DATA FOR REVIEW: Begin

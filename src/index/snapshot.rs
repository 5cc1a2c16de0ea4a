//! Near-real-time reader snapshots.
//!
//! [`SnapshotManager::acquire`] hands out a [`SnapshotGuard`] on the current
//! snapshot and counts it as a holder; dropping the guard releases it.
//! [`SnapshotManager::refresh`] only changes what later acquisitions see.
//! Files of a replaced snapshot are deleted once no holder is left and the
//! current commit no longer references them.

use std::collections::BTreeSet;
use std::ops::Deref;
use std::sync::Arc;
use std::sync::atomic::{AtomicUsize, Ordering};

use ahash::AHashSet;
use arc_swap::ArcSwap;
use parking_lot::Mutex;

use crate::index::manifest::CommitManifest;
use crate::index::segment::SegmentReader;
use crate::storage::Storage;

/// A consistent point-in-time view of one index.
#[derive(Debug)]
pub struct ReaderSnapshot {
    manifest: CommitManifest,
    segments: Vec<Arc<SegmentReader>>,
    doc_bases: Vec<u64>,
    holders: AtomicUsize,
}

impl ReaderSnapshot {
    pub fn new(manifest: CommitManifest, segments: Vec<Arc<SegmentReader>>) -> Self {
        let mut doc_bases = Vec::with_capacity(segments.len());
        let mut base = 0u64;
        for segment in &segments {
            doc_bases.push(base);
            base += segment.doc_count() as u64;
        }
        ReaderSnapshot {
            manifest,
            segments,
            doc_bases,
            holders: AtomicUsize::new(0),
        }
    }

    /// Commit generation this snapshot was opened on.
    pub fn version(&self) -> u64 {
        self.manifest.generation
    }

    pub fn manifest(&self) -> &CommitManifest {
        &self.manifest
    }

    pub fn segments(&self) -> &[Arc<SegmentReader>] {
        &self.segments
    }

    /// First global doc id of each segment.
    pub fn doc_bases(&self) -> &[u64] {
        &self.doc_bases
    }

    /// Segment index and local doc of a global doc id.
    pub fn locate(&self, global: u64) -> Option<(usize, u32)> {
        let index = self.doc_bases.partition_point(|base| *base <= global).checked_sub(1)?;
        let local = global - self.doc_bases[index];
        (local < self.segments[index].doc_count() as u64).then_some((index, local as u32))
    }

    pub fn num_docs(&self) -> u64 {
        self.manifest.num_docs()
    }

    pub fn holders(&self) -> usize {
        self.holders.load(Ordering::SeqCst)
    }

    pub fn files(&self) -> Vec<String> {
        self.manifest.files()
    }
}

/// Publishes snapshots and tracks their holders.
#[derive(Debug)]
pub struct SnapshotManager {
    storage: Arc<dyn Storage>,
    current: ArcSwap<ReaderSnapshot>,
    retired: Mutex<Vec<Arc<ReaderSnapshot>>>,
}

impl SnapshotManager {
    pub fn new(storage: Arc<dyn Storage>, initial: ReaderSnapshot) -> Arc<Self> {
        Arc::new(SnapshotManager {
            storage,
            current: ArcSwap::from_pointee(initial),
            retired: Mutex::new(Vec::new()),
        })
    }

    /// Acquire the current snapshot. The guard releases it on drop.
    pub fn acquire(self: &Arc<Self>) -> SnapshotGuard {
        let _retired = self.retired.lock();
        let snapshot = self.current.load_full();
        snapshot.holders.fetch_add(1, Ordering::SeqCst);
        SnapshotGuard {
            manager: Arc::clone(self),
            snapshot,
        }
    }

    /// Make `snapshot` the one new acquisitions see.
    pub fn refresh(&self, snapshot: ReaderSnapshot) {
        let mut retired = self.retired.lock();
        log::debug!("refreshing reader snapshot to version {}", snapshot.version());
        let previous = self.current.swap(Arc::new(snapshot));
        retired.push(previous);
        self.sweep(&mut retired);
    }

    pub fn current_version(&self) -> u64 {
        self.current.load().version()
    }

    /// Holders across the current and every replaced snapshot.
    pub fn active_holders(&self) -> usize {
        let retired = self.retired.lock();
        self.current.load().holders() + retired.iter().map(|s| s.holders()).sum::<usize>()
    }

    fn release(&self, snapshot: &ReaderSnapshot) {
        let mut retired = self.retired.lock();
        snapshot.holders.fetch_sub(1, Ordering::SeqCst);
        if !retired.is_empty() {
            self.sweep(&mut retired);
        }
    }

    fn sweep(&self, retired: &mut Vec<Arc<ReaderSnapshot>>) {
        let mut referenced: AHashSet<String> = self.current.load().files().into_iter().collect();
        let mut obsolete = BTreeSet::new();
        retired.retain(|snapshot| {
            if snapshot.holders() > 0 {
                referenced.extend(snapshot.files());
                true
            } else {
                obsolete.extend(snapshot.files());
                false
            }
        });

        for name in obsolete.iter().filter(|name| !referenced.contains(*name)) {
            match self.storage.delete_file(name) {
                Ok(()) => log::debug!("deleted obsolete file {name}"),
                Err(e) => log::warn!("failed to delete obsolete file {name}: {e}"),
            }
        }
    }
}

/// A held snapshot.
#[derive(Debug)]
pub struct SnapshotGuard {
    manager: Arc<SnapshotManager>,
    snapshot: Arc<ReaderSnapshot>,
}

impl Deref for SnapshotGuard {
    type Target = ReaderSnapshot;

    fn deref(&self) -> &ReaderSnapshot {
        &self.snapshot
    }
}

impl Drop for SnapshotGuard {
    fn drop(&mut self) {
        self.manager.release(&self.snapshot);
    }
}

#[cfg(test)]
mod tests {
    use super::*;
    use crate::index::manifest::SegmentMeta;
    use crate::index::segment::SegmentBuilder;
    use crate::storage::memory::MemoryStorage;

    fn commit(storage: &dyn Storage, generation: u64, ids: &[u64]) -> ReaderSnapshot {
        let mut manifest = CommitManifest::create();
        manifest.generation = generation;
        let mut segments = Vec::new();
        for id in ids {
            let mut builder = SegmentBuilder::new();
            builder.add_document(&format!("doc{id}"), &[]);
            let meta = SegmentMeta::new(*id, 1);
            let data = builder.build();
            SegmentReader::write_data(storage, &meta, &data).unwrap();
            manifest.segments.push(meta.clone());
            segments.push(Arc::new(SegmentReader::new(meta, Arc::new(data))));
        }
        ReaderSnapshot::new(manifest, segments)
    }

    #[test]
    fn test_refresh_keeps_held_snapshot() {
        let storage: Arc<dyn Storage> = Arc::new(MemoryStorage::new());
        let manager = SnapshotManager::new(Arc::clone(&storage), commit(storage.as_ref(), 1, &[1]));

        let held = manager.acquire();
        assert_eq!(held.version(), 1);
        assert_eq!(manager.active_holders(), 1);

        manager.refresh(commit(storage.as_ref(), 2, &[2]));
        assert_eq!(held.version(), 1);
        assert_eq!(manager.acquire().version(), 2);
        // still held, so its file survives the refresh
        assert!(storage.file_exists("seg_1.seg"));

        drop(held);
        assert_eq!(manager.active_holders(), 0);
        assert!(!storage.file_exists("seg_1.seg"));
        assert!(storage.file_exists("seg_2.seg"));
    }

    #[test]
    fn test_shared_files_survive() {
        let storage: Arc<dyn Storage> = Arc::new(MemoryStorage::new());
        let manager = SnapshotManager::new(Arc::clone(&storage), commit(storage.as_ref(), 1, &[1]));
        manager.refresh(commit(storage.as_ref(), 2, &[1, 2]));
        assert!(storage.file_exists("seg_1.seg"));
    }

    #[test]
    fn test_locate() {
        let storage = MemoryStorage::new();
        let snapshot = commit(&storage, 1, &[1, 2, 3]);
        assert_eq!(snapshot.doc_bases(), &[0, 1, 2]);
        assert_eq!(snapshot.locate(2), Some((2, 0)));
        assert_eq!(snapshot.locate(3), None);
    }
}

DATA FOR REVIEW: End

_WHAT THE TASK REQUIRES_
Nothing past the line containing "of one index." should be restated; transcribe the material exactly from its first line through that line.

_OUTPUT OF THE TASK_
filename src/index/snapshot.rs
repository 5cc1a2c16de0ea4a
//! Near-real-time reader snapshots.
//!
//! [`SnapshotManager::acquire`] hands out a [`SnapshotGuard`] on the current
//! snapshot and counts it as a holder; dropping the guard releases it.
//! [`SnapshotManager::refresh`] only changes what later acquisitions see.
//! Files of a replaced snapshot are deleted once no holder is left and the
//! current commit no longer references them.

use std::collections::BTreeSet;
use std::ops::Deref;
use std::sync::Arc;
use std::sync::atomic::{AtomicUsize, Ordering};

use ahash::AHashSet;
use arc_swap::ArcSwap;
use parking_lot::Mutex;

use crate::index::manifest::CommitManifest;
use crate::index::segment::SegmentReader;
use crate::storage::Storage;

/// A consistent point-in-time view of one index.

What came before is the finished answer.